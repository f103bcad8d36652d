use std::fmt;

use super::{LocationBucket, UserId};

/// Composite key of one cached feed page: viewer, coarse location bucket
/// (or none when the feed is not location-filtered), page number.
#[derive(Debug, Clone, PartialEq, Eq, Hash)]
pub struct FeedCacheKey {
    pub user_id: UserId,
    pub bucket: Option<LocationBucket>,
    pub page: u32,
}

impl FeedCacheKey {
    pub fn new(user_id: UserId, bucket: Option<LocationBucket>, page: u32) -> Self {
        Self {
            user_id,
            bucket,
            page,
        }
    }
}

impl fmt::Display for FeedCacheKey {
    fn fmt(&self, f: &mut fmt::Formatter<'_>) -> fmt::Result {
        match &self.bucket {
            Some(bucket) => write!(f, "feed:{}:{}:{}", self.user_id, bucket, self.page),
            None => write!(f, "feed:{}:none:{}", self.user_id, self.page),
        }
    }
}
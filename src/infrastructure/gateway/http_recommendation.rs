use std::time::Duration;

use async_trait::async_trait;
use chrono::Utc;
use serde::Deserialize;
use tokio_util::sync::CancellationToken;
use tracing::warn;

use crate::application::ports::{RecommendationGateway, RecommendationPage, RecommendationRequest};
use crate::domain::entities::{AuthorSummary, Ranking, Recommendation};
use crate::domain::value_objects::RecommendationId;
use crate::shared::{ApiConfig, AppError, Result};

/// HTTP client for the remote recommendation-ranking service.
pub struct HttpRecommendationGateway {
    client: reqwest::Client,
    base_url: String,
}

impl HttpRecommendationGateway {
    pub fn new(config: &ApiConfig) -> Result<Self> {
        let client = reqwest::Client::builder()
            .timeout(Duration::from_secs(config.request_timeout_secs))
            .build()
            .map_err(|err| AppError::Config(err.to_string()))?;
        Ok(Self {
            client,
            base_url: config.base_url.trim_end_matches('/').to_string(),
        })
    }
}

/// A response without a `recommendations` array is a contract violation,
/// not an empty feed; deserialization fails and surfaces as InvalidResponse.
#[derive(Debug, Deserialize)]
struct FeedResponseDto {
    recommendations: Vec<RecommendationDto>,
}

#[derive(Debug, Default, Deserialize)]
struct RecommendationDto {
    #[serde(default)]
    id: Option<String>,
    #[serde(default)]
    recommendation_type: Option<String>,
    #[serde(default)]
    distance_km: Option<f64>,
    #[serde(default)]
    business_plan: Option<String>,
    #[serde(default, rename = "businessType")]
    business_type: Option<String>,
    #[serde(default)]
    likes: Option<i64>,
    #[serde(default)]
    author: Option<AuthorDto>,
    #[serde(default, rename = "businessName")]
    business_name: Option<String>,
    #[serde(default)]
    username: Option<String>,
    #[serde(default, rename = "profilePic")]
    profile_pic: Option<String>,
}

#[derive(Debug, Default, Deserialize)]
struct AuthorDto {
    #[serde(default, rename = "businessName")]
    business_name: Option<String>,
    #[serde(default)]
    username: Option<String>,
    #[serde(default, rename = "profilePic")]
    profile_pic: Option<String>,
}

fn map_item(dto: RecommendationDto) -> Result<Recommendation> {
    let id = dto
        .id
        .as_deref()
        .map(str::trim)
        .filter(|value| !value.is_empty())
        .ok_or_else(|| AppError::Validation("recommendation without an id".into()))?;
    let id = RecommendationId::new(id)?;

    let ranking = match dto.recommendation_type.as_deref() {
        Some("location") => match dto.distance_km {
            Some(distance_km) if distance_km >= 0.0 => Ranking::Location { distance_km },
            _ => {
                return Err(AppError::Validation(format!(
                    "location-ranked item {id} without a distance"
                )))
            }
        },
        _ => Ranking::General,
    };

    let author = dto.author.unwrap_or_default();
    Ok(Recommendation {
        id,
        ranking,
        tier: dto.business_plan,
        business_type: dto.business_type,
        like_count: dto.likes.unwrap_or(0).max(0) as u64,
        is_liked_by_viewer: false,
        author: AuthorSummary {
            name: author.business_name.or(dto.business_name).unwrap_or_default(),
            handle: author.username.or(dto.username).unwrap_or_default(),
            avatar_url: author.profile_pic.or(dto.profile_pic),
        },
    })
}

#[async_trait]
impl RecommendationGateway for HttpRecommendationGateway {
    async fn fetch_page(
        &self,
        request: RecommendationRequest,
        cancel: CancellationToken,
    ) -> Result<RecommendationPage> {
        let url = format!("{}/feed/{}", self.base_url, request.user_id);

        let mut query: Vec<(&str, String)> = vec![
            ("page", request.page.to_string()),
            ("limit", request.page_size.to_string()),
        ];
        if let Some(coordinate) = request.coordinate {
            query.push(("latitude", coordinate.latitude.to_string()));
            query.push(("longitude", coordinate.longitude.to_string()));
        }
        if request.force_refresh {
            // Cache-buster for intermediaries on forced refreshes.
            query.push(("_t", Utc::now().timestamp_millis().to_string()));
        }

        let send = self.client.get(&url).query(&query).send();
        let response = tokio::select! {
            _ = cancel.cancelled() => return Err(AppError::Cancelled),
            result = send => result?,
        };

        let status = response.status();
        if !status.is_success() {
            return Err(AppError::Network(format!(
                "recommendation service returned {status}"
            )));
        }

        let body = tokio::select! {
            _ = cancel.cancelled() => return Err(AppError::Cancelled),
            result = response.json::<FeedResponseDto>() => result?,
        };

        let returned = body.recommendations.len();
        let items = body
            .recommendations
            .into_iter()
            .filter_map(|dto| match map_item(dto) {
                Ok(item) => Some(item),
                Err(err) => {
                    warn!(error = %err, "dropping malformed recommendation");
                    None
                }
            })
            .collect();

        Ok(RecommendationPage { items, returned })
    }
}
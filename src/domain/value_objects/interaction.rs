use serde::{Deserialize, Serialize};

/// Kind of an in-flight optimistic change.
#[derive(Debug, Clone, Copy, PartialEq, Eq, Hash, Serialize, Deserialize)]
#[serde(rename_all = "snake_case")]
pub enum MutationKind {
    Like,
    Unlike,
    View,
}

/// Interactions recorded in the viewer's bounded recent-interaction history.
/// Unlikes are not recorded, matching the upstream ranking contract.
#[derive(Debug, Clone, Copy, PartialEq, Eq, Hash, Serialize, Deserialize)]
#[serde(rename_all = "snake_case")]
pub enum InteractionKind {
    Like,
    View,
}

impl InteractionKind {
    /// Field name of the per-viewer history list in the user document.
    pub fn history_field(&self) -> &'static str {
        match self {
            InteractionKind::Like => "lastLikedPosts",
            InteractionKind::View => "lastViewedPosts",
        }
    }
}
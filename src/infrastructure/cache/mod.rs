pub mod memory_feed_cache;

pub use memory_feed_cache::MemoryFeedCache;
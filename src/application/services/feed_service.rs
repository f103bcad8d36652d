use std::collections::HashSet;
use std::sync::Arc;

use tokio::sync::RwLock;
use tokio_util::sync::CancellationToken;
use tracing::{debug, warn};

use crate::application::ports::{
    DocumentStore, NoticeSink, RecommendationCache, RecommendationGateway, RecommendationRequest,
    UserNotice,
};
use crate::application::services::location_service::LocationManager;
use crate::application::services::session::SessionContext;
use crate::domain::entities::{FeedPhase, FeedSnapshot, Recommendation};
use crate::domain::value_objects::{FeedCacheKey, LocationBucket, RecommendationId};
use crate::infrastructure::scheduler::{RefreshScheduler, RequestToken};
use crate::shared::{AppError, FeedConfig, Result};

/// Feed state, exclusively owned by the controller and the mutation engine.
/// UI code only ever sees snapshots.
#[derive(Debug, Default)]
pub(crate) struct FeedState {
    pub phase: FeedPhase,
    pub items: Vec<Recommendation>,
    pub page: u32,
    pub has_more: bool,
    /// Viewer like-set, fetched once per session, then maintained locally.
    pub liked: Option<HashSet<RecommendationId>>,
    /// Bucket used by the currently rendered feed epoch. Outer `None` means
    /// no load has happened yet.
    pub last_bucket: Option<Option<LocationBucket>>,
    pub last_error: Option<String>,
}

enum PageApply {
    Replace,
    Append { page: u32 },
}

/// Orchestrates location, cache, scheduler and gateway into the paginated,
/// merged, de-duplicated feed the UI renders.
pub struct FeedController {
    session: SessionContext,
    config: FeedConfig,
    gateway: Arc<dyn RecommendationGateway>,
    cache: Arc<dyn RecommendationCache>,
    store: Arc<dyn DocumentStore>,
    location: Arc<LocationManager>,
    scheduler: Arc<RefreshScheduler>,
    notices: Arc<dyn NoticeSink>,
    state: Arc<RwLock<FeedState>>,
}

impl FeedController {
    #[allow(clippy::too_many_arguments)]
    pub(crate) fn new(
        session: SessionContext,
        config: FeedConfig,
        gateway: Arc<dyn RecommendationGateway>,
        cache: Arc<dyn RecommendationCache>,
        store: Arc<dyn DocumentStore>,
        location: Arc<LocationManager>,
        scheduler: Arc<RefreshScheduler>,
        notices: Arc<dyn NoticeSink>,
        state: Arc<RwLock<FeedState>>,
    ) -> Self {
        Self {
            session,
            config,
            gateway,
            cache,
            store,
            location,
            scheduler,
            notices,
            state,
        }
    }

    pub async fn snapshot(&self) -> FeedSnapshot {
        let state = self.state.read().await;
        FeedSnapshot {
            phase: state.phase,
            items: state.items.clone(),
            page: state.page,
            has_more: state.has_more,
            last_error: state.last_error.clone(),
        }
    }

    /// Loads (or reloads) page 1. Served from cache unless `force_refresh`
    /// or the entry was invalidated. A newer call supersedes an in-flight
    /// one at the transport level.
    pub async fn load_first_page(&self, force_refresh: bool) -> Result<()> {
        let token = self.scheduler.new_request_token();
        let cancel = self.scheduler.first_page_cancellation().await;

        let coordinate = self.location.current_state().await.coordinate();
        let bucket = coordinate.map(LocationBucket::from_coordinate);

        let bucket_changed = {
            let mut state = self.state.write().await;
            let changed = matches!(&state.last_bucket, Some(previous) if *previous != bucket);
            state.last_bucket = Some(bucket);
            changed
        };
        if bucket_changed {
            debug!("location bucket changed, clearing location-scoped pages");
            self.cache.invalidate_location().await;
        }

        let key = FeedCacheKey::new(self.session.user_id.clone(), bucket, 1);

        if !force_refresh {
            if let Some(cached) = self.cache.get(&key).await {
                debug!(key = %key, "first page served from cache");
                return self
                    .apply_page(&token, cached.items, cached.returned, PageApply::Replace)
                    .await;
            }
        }

        {
            let mut state = self.state.write().await;
            state.phase = FeedPhase::Loading;
            state.last_error = None;
        }

        let request = RecommendationRequest {
            user_id: self.session.user_id.clone(),
            page: 1,
            page_size: self.config.page_size,
            force_refresh,
            coordinate,
        };

        match self.gateway.fetch_page(request, cancel).await {
            Ok(page) => {
                self.cache.put(key, page.items.clone(), page.returned).await;
                self.apply_page(&token, page.items, page.returned, PageApply::Replace)
                    .await
            }
            Err(err) => self.handle_fetch_failure(&token, err).await,
        }
    }

    /// Fetches the next page and appends it. A no-op while loading or when
    /// the last page was short.
    pub async fn load_next_page(&self) -> Result<()> {
        let (next_page, bucket) = {
            let state = self.state.read().await;
            if state.phase == FeedPhase::Loading || !state.has_more || state.page == 0 {
                return Ok(());
            }
            (state.page + 1, state.last_bucket.flatten())
        };

        let token = self.scheduler.new_request_token();
        let key = FeedCacheKey::new(self.session.user_id.clone(), bucket, next_page);

        if let Some(cached) = self.cache.get(&key).await {
            debug!(key = %key, "page served from cache");
            return self
                .apply_page(
                    &token,
                    cached.items,
                    cached.returned,
                    PageApply::Append { page: next_page },
                )
                .await;
        }

        {
            let mut state = self.state.write().await;
            state.phase = FeedPhase::Loading;
        }

        let request = RecommendationRequest {
            user_id: self.session.user_id.clone(),
            page: next_page,
            page_size: self.config.page_size,
            force_refresh: false,
            coordinate: self.location.current_state().await.coordinate(),
        };

        // Later pages are cancelled cooperatively only, never at the
        // transport.
        match self
            .gateway
            .fetch_page(request, CancellationToken::new())
            .await
        {
            Ok(page) => {
                self.cache.put(key, page.items.clone(), page.returned).await;
                self.apply_page(
                    &token,
                    page.items,
                    page.returned,
                    PageApply::Append { page: next_page },
                )
                .await
            }
            Err(err) => self.handle_fetch_failure(&token, err).await,
        }
    }

    async fn apply_page(
        &self,
        token: &RequestToken,
        items: Vec<Recommendation>,
        returned: usize,
        mode: PageApply,
    ) -> Result<()> {
        let liked = match self.ensure_liked_set().await {
            Ok(liked) => liked,
            Err(err) => return self.handle_fetch_failure(token, err).await,
        };
        let annotated: Vec<Recommendation> = items
            .into_iter()
            .map(|mut item| {
                item.is_liked_by_viewer = liked.contains(&item.id);
                item
            })
            .collect();

        let mut state = self.state.write().await;
        if !token.is_current() {
            debug!("discarding stale feed page");
            return Ok(());
        }
        match mode {
            PageApply::Replace => {
                state.items = annotated;
                state.page = 1;
            }
            PageApply::Append { page } => {
                let existing: HashSet<RecommendationId> =
                    state.items.iter().map(|item| item.id.clone()).collect();
                for item in annotated {
                    if existing.contains(&item.id) {
                        debug!(id = %item.id, "dropping duplicate recommendation");
                        continue;
                    }
                    state.items.push(item);
                }
                state.page = page;
            }
        }
        state.has_more = returned as u32 == self.config.page_size;
        state.phase = FeedPhase::Loaded;
        state.last_error = None;
        Ok(())
    }

    async fn handle_fetch_failure(&self, token: &RequestToken, err: AppError) -> Result<()> {
        if err.is_cancelled() {
            debug!("fetch superseded, result dropped");
            return Ok(());
        }
        let blocking = {
            let mut state = self.state.write().await;
            if !token.is_current() {
                return Ok(());
            }
            state.last_error = Some(err.to_string());
            let empty = state.items.is_empty();
            state.phase = if empty { FeedPhase::Error } else { FeedPhase::Loaded };
            empty
        };
        warn!(error = %err, "feed fetch failed");
        self.notices
            .publish(UserNotice::FeedLoadFailed { blocking })
            .await;
        Err(err)
    }

    async fn ensure_liked_set(&self) -> Result<HashSet<RecommendationId>> {
        {
            let state = self.state.read().await;
            if let Some(liked) = &state.liked {
                return Ok(liked.clone());
            }
        }
        let liked = self.store.liked_post_ids(&self.session.user_id).await?;
        let mut state = self.state.write().await;
        Ok(state.liked.get_or_insert(liked).clone())
    }
}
——
■ Work item:
Scan the listing above and identify each line holding the string "FeedPhase"; copy every such line.

■ Result:
use crate::domain::entities::{FeedPhase, FeedSnapshot, Recommendation};
    pub phase: FeedPhase,
            state.phase = FeedPhase::Loading;
            if state.phase == FeedPhase::Loading || !state.has_more || state.page == 0 {
            state.phase = FeedPhase::Loading;
        state.phase = FeedPhase::Loaded;
            state.phase = if empty { FeedPhase::Error } else { FeedPhase::Loaded };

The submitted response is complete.